- **WHAT NEEDS TO BE DONE**
The task calls for each line of the records below in which the word "type" appears.

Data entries
● ● ● ● ●

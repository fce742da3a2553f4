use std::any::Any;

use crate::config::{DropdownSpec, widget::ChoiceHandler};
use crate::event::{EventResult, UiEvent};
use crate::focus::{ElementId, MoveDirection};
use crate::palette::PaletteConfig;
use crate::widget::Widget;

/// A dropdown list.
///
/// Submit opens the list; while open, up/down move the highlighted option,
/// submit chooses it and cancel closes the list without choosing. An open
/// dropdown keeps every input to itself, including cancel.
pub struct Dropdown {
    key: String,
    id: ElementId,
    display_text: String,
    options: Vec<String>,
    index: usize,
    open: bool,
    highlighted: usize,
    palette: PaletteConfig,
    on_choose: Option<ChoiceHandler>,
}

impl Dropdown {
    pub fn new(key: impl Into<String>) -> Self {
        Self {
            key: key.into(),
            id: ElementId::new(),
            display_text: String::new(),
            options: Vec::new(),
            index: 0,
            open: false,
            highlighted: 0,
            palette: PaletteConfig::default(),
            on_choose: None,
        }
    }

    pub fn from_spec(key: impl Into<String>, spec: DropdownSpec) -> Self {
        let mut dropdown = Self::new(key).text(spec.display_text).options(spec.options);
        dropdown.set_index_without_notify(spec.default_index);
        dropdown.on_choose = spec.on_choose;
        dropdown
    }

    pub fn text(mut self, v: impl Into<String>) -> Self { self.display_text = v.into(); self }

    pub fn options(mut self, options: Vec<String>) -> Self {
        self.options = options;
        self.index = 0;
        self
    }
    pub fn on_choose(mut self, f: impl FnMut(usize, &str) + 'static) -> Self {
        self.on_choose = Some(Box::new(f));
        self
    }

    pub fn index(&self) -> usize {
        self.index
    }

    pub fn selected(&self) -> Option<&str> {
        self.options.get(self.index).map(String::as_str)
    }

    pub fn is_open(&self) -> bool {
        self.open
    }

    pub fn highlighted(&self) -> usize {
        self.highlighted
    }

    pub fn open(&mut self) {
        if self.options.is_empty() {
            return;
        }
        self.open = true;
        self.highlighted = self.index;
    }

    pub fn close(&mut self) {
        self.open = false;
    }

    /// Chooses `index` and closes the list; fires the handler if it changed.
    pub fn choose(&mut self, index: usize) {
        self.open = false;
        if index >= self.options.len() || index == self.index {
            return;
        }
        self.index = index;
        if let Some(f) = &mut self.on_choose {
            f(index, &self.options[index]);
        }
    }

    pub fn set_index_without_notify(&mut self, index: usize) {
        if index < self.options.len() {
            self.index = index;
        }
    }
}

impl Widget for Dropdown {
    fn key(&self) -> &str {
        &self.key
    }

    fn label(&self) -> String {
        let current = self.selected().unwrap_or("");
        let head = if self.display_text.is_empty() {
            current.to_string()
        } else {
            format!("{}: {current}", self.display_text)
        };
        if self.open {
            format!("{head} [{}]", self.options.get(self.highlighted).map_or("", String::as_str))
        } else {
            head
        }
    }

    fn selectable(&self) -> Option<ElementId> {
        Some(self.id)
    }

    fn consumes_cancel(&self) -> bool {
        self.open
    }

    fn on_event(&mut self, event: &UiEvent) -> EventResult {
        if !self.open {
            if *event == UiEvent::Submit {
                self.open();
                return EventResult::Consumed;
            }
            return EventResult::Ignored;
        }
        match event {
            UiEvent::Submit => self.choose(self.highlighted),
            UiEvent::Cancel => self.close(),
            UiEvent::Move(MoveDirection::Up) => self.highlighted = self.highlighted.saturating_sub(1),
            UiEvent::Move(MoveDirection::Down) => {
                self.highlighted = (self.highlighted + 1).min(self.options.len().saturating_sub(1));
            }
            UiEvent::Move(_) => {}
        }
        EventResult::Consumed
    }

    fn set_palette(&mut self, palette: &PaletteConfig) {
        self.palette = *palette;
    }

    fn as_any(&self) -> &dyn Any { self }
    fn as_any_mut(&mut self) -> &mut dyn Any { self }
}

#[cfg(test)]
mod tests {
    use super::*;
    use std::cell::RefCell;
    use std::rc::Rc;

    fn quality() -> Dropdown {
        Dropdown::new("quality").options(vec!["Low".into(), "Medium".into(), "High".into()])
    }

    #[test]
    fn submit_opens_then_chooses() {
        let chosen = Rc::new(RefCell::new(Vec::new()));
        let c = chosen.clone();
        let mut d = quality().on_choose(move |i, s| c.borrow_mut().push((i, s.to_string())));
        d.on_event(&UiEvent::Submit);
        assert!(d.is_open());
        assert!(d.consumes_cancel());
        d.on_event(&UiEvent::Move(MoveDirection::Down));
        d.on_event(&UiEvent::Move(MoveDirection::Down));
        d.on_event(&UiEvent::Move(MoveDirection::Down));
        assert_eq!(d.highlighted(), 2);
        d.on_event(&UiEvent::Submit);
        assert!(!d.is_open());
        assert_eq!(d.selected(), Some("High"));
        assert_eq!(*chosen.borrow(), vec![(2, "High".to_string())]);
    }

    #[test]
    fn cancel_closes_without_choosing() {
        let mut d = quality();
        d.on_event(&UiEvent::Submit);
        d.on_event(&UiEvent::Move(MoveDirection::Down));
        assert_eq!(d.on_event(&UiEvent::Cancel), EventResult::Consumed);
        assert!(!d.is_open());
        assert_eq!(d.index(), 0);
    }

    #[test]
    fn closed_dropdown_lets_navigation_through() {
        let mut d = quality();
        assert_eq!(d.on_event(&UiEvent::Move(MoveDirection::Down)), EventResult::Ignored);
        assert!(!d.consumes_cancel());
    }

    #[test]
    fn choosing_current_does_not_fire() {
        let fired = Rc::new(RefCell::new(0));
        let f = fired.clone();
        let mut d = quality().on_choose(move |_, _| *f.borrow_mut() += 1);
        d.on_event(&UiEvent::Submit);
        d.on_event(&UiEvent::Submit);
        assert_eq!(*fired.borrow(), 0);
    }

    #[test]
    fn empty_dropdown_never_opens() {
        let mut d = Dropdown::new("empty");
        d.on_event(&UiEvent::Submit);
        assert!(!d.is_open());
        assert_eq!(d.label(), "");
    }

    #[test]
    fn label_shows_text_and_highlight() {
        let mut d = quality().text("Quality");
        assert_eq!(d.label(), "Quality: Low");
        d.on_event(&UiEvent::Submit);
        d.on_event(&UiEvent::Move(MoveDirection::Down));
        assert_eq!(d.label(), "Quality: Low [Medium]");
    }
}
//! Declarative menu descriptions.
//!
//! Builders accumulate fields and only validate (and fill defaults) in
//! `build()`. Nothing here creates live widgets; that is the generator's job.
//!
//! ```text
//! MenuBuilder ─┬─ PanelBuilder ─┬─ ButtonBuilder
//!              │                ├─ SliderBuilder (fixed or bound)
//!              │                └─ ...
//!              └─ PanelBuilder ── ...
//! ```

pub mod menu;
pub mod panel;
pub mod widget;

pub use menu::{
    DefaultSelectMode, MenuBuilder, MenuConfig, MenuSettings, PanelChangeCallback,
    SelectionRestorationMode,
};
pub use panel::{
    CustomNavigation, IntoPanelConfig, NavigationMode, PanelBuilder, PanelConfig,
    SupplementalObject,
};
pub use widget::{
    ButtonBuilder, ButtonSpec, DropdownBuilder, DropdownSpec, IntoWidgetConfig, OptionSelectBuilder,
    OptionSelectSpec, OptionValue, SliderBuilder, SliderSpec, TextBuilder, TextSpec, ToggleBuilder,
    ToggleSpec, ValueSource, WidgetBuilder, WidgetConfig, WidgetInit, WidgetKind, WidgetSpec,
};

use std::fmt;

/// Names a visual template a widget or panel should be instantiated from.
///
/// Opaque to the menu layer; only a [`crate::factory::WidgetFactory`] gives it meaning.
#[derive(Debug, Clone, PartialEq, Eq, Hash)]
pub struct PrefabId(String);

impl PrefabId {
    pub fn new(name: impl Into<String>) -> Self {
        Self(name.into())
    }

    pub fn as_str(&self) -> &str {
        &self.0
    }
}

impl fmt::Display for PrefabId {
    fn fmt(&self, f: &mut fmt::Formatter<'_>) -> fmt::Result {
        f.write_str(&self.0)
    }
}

● ● ● ● ●

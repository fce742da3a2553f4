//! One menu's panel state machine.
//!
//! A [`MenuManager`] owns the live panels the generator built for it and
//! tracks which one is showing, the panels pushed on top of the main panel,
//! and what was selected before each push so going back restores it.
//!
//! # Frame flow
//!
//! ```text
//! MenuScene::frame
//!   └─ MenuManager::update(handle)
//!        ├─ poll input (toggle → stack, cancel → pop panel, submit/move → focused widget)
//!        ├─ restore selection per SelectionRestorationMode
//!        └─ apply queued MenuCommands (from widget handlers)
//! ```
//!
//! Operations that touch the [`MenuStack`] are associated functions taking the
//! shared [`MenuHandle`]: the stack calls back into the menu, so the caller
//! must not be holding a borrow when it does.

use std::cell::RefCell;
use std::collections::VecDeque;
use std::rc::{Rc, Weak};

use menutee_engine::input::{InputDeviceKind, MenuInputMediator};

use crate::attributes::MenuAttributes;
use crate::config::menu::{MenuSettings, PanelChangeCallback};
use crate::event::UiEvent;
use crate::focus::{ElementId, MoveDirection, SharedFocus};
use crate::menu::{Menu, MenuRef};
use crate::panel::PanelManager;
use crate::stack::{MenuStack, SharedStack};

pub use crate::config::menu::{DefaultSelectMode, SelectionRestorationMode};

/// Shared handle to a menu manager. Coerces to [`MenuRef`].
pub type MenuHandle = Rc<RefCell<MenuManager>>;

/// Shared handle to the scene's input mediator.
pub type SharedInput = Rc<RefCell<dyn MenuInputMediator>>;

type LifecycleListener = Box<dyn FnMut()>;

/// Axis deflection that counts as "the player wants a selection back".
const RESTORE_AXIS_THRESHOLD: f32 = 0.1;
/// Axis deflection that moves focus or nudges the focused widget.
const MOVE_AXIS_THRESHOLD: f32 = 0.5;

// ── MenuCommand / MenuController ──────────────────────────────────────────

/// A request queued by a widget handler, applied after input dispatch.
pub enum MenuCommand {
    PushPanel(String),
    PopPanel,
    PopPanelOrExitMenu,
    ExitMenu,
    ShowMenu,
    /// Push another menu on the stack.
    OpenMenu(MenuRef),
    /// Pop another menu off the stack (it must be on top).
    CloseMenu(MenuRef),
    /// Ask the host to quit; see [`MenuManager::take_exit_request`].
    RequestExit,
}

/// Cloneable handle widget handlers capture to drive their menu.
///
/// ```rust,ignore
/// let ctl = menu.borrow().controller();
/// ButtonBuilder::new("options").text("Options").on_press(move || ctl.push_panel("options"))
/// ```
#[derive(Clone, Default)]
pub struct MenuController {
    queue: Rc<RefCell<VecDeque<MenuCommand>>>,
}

● ● ● ● ●

- **SOLUTION FOR THIS EXERCISE**
pub type MenuHandle = Rc<RefCell<MenuManager>>;
pub type SharedInput = Rc<RefCell<dyn MenuInputMediator>>;
type LifecycleListener = Box<dyn FnMut()>;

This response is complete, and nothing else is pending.